Collection entries
━━━━━━━━
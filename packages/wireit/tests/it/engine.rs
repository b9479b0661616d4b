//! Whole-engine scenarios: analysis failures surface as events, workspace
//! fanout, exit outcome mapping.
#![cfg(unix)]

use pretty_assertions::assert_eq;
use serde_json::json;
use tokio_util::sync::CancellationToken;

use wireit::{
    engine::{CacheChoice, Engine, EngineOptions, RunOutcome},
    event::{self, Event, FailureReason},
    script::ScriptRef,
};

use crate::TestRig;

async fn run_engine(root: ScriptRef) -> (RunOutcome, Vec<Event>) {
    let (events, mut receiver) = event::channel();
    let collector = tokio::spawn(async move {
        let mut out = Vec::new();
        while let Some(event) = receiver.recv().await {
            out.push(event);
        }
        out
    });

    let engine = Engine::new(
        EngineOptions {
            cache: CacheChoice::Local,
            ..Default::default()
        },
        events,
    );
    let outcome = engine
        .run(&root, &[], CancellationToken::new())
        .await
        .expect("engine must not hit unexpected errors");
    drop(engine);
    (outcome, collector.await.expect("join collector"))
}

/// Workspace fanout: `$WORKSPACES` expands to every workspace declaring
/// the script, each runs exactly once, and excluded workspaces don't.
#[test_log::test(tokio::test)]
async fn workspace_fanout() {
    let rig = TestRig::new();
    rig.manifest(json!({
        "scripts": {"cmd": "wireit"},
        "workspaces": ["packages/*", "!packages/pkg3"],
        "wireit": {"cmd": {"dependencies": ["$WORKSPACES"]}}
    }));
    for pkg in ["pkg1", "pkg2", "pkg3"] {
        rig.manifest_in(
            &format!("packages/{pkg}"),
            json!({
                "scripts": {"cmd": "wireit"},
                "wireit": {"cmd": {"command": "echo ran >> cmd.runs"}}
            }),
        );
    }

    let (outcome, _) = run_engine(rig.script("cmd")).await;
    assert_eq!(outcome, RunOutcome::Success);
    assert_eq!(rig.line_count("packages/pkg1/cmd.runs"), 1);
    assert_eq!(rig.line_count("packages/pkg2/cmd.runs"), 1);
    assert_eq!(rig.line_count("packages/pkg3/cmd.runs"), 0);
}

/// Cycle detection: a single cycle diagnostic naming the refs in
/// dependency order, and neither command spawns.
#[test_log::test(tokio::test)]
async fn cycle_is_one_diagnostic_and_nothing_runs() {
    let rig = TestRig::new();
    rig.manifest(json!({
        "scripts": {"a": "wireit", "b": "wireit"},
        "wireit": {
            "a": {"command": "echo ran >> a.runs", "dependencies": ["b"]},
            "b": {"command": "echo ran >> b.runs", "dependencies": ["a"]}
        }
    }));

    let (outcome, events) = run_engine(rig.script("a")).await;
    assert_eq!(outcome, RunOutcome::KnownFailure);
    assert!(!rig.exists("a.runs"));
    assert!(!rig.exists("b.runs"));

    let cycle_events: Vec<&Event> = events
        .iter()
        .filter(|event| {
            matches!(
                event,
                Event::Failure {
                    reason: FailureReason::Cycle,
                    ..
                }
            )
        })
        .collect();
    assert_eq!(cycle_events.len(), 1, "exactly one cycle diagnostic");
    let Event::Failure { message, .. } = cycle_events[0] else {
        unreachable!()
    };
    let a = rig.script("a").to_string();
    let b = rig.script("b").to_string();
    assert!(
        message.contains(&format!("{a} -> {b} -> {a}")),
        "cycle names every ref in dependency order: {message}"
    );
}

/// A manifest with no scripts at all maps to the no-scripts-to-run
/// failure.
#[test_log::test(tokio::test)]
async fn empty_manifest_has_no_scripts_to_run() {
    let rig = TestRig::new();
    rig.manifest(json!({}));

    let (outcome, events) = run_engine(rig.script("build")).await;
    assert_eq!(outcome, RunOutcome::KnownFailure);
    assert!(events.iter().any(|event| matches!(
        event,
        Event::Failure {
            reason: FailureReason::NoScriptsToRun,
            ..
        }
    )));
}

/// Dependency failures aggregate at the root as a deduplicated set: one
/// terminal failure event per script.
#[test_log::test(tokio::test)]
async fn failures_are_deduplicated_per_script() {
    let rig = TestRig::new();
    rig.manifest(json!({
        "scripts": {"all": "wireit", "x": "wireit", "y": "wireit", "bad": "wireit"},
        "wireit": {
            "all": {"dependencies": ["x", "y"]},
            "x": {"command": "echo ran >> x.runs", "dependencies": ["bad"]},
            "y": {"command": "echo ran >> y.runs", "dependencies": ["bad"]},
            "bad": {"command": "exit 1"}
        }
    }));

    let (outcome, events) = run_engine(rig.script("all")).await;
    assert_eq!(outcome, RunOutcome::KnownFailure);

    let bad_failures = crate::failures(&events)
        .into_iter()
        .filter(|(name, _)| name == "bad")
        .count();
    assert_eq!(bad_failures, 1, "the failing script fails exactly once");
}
━━━━━━━━
**Task prompt**
Every record, from the first to the last, should be transcribed exactly.

**Task answer**
filename packages/wireit/tests/it/engine.rs
repository b9479b0661616d4b
//! Whole-engine scenarios: analysis failures surface as events, workspace
//! fanout, exit outcome mapping.
#![cfg(unix)]

use pretty_assertions::assert_eq;
use serde_json::json;
use tokio_util::sync::CancellationToken;

use wireit::{
    engine::{CacheChoice, Engine, EngineOptions, RunOutcome},
    event::{self, Event, FailureReason},
    script::ScriptRef,
};

use crate::TestRig;

async fn run_engine(root: ScriptRef) -> (RunOutcome, Vec<Event>) {
    let (events, mut receiver) = event::channel();
    let collector = tokio::spawn(async move {
        let mut out = Vec::new();
        while let Some(event) = receiver.recv().await {
            out.push(event);
        }
        out
    });

    let engine = Engine::new(
        EngineOptions {
            cache: CacheChoice::Local,
            ..Default::default()
        },
        events,
    );
    let outcome = engine
        .run(&root, &[], CancellationToken::new())
        .await
        .expect("engine must not hit unexpected errors");
    drop(engine);
    (outcome, collector.await.expect("join collector"))
}

/// Workspace fanout: `$WORKSPACES` expands to every workspace declaring
/// the script, each runs exactly once, and excluded workspaces don't.
#[test_log::test(tokio::test)]
async fn workspace_fanout() {
    let rig = TestRig::new();
    rig.manifest(json!({
        "scripts": {"cmd": "wireit"},
        "workspaces": ["packages/*", "!packages/pkg3"],
        "wireit": {"cmd": {"dependencies": ["$WORKSPACES"]}}
    }));
    for pkg in ["pkg1", "pkg2", "pkg3"] {
        rig.manifest_in(
            &format!("packages/{pkg}"),
            json!({
                "scripts": {"cmd": "wireit"},
                "wireit": {"cmd": {"command": "echo ran >> cmd.runs"}}
            }),
        );
    }

    let (outcome, _) = run_engine(rig.script("cmd")).await;
    assert_eq!(outcome, RunOutcome::Success);
    assert_eq!(rig.line_count("packages/pkg1/cmd.runs"), 1);
    assert_eq!(rig.line_count("packages/pkg2/cmd.runs"), 1);
    assert_eq!(rig.line_count("packages/pkg3/cmd.runs"), 0);
}

/// Cycle detection: a single cycle diagnostic naming the refs in
/// dependency order, and neither command spawns.
#[test_log::test(tokio::test)]
async fn cycle_is_one_diagnostic_and_nothing_runs() {
    let rig = TestRig::new();
    rig.manifest(json!({
        "scripts": {"a": "wireit", "b": "wireit"},
        "wireit": {
            "a": {"command": "echo ran >> a.runs", "dependencies": ["b"]},
            "b": {"command": "echo ran >> b.runs", "dependencies": ["a"]}
        }
    }));

    let (outcome, events) = run_engine(rig.script("a")).await;
    assert_eq!(outcome, RunOutcome::KnownFailure);
    assert!(!rig.exists("a.runs"));
    assert!(!rig.exists("b.runs"));

    let cycle_events: Vec<&Event> = events
        .iter()
        .filter(|event| {
            matches!(
                event,
                Event::Failure {
                    reason: FailureReason::Cycle,
                    ..
                }
            )
        })
        .collect();
    assert_eq!(cycle_events.len(), 1, "exactly one cycle diagnostic");
    let Event::Failure { message, .. } = cycle_events[0] else {
        unreachable!()
    };
    let a = rig.script("a").to_string();
    let b = rig.script("b").to_string();
    assert!(
        message.contains(&format!("{a} -> {b} -> {a}")),
        "cycle names every ref in dependency order: {message}"
    );
}

/// A manifest with no scripts at all maps to the no-scripts-to-run
/// failure.
#[test_log::test(tokio::test)]
async fn empty_manifest_has_no_scripts_to_run() {
    let rig = TestRig::new();
    rig.manifest(json!({}));

    let (outcome, events) = run_engine(rig.script("build")).await;
    assert_eq!(outcome, RunOutcome::KnownFailure);
    assert!(events.iter().any(|event| matches!(
        event,
        Event::Failure {
            reason: FailureReason::NoScriptsToRun,
            ..
        }
    )));
}

/// Dependency failures aggregate at the root as a deduplicated set: one
/// terminal failure event per script.
#[test_log::test(tokio::test)]
async fn failures_are_deduplicated_per_script() {
    let rig = TestRig::new();
    rig.manifest(json!({
        "scripts": {"all": "wireit", "x": "wireit", "y": "wireit", "bad": "wireit"},
        "wireit": {
            "all": {"dependencies": ["x", "y"]},
            "x": {"command": "echo ran >> x.runs", "dependencies": ["bad"]},
            "y": {"command": "echo ran >> y.runs", "dependencies": ["bad"]},
            "bad": {"command": "exit 1"}
        }
    }));

    let (outcome, events) = run_engine(rig.script("all")).await;
    assert_eq!(outcome, RunOutcome::KnownFailure);

    let bad_failures = crate::failures(&events)
        .into_iter()
        .filter(|(name, _)| name == "bad")
        .count();
    assert_eq!(bad_failures, 1, "the failing script fails exactly once");
}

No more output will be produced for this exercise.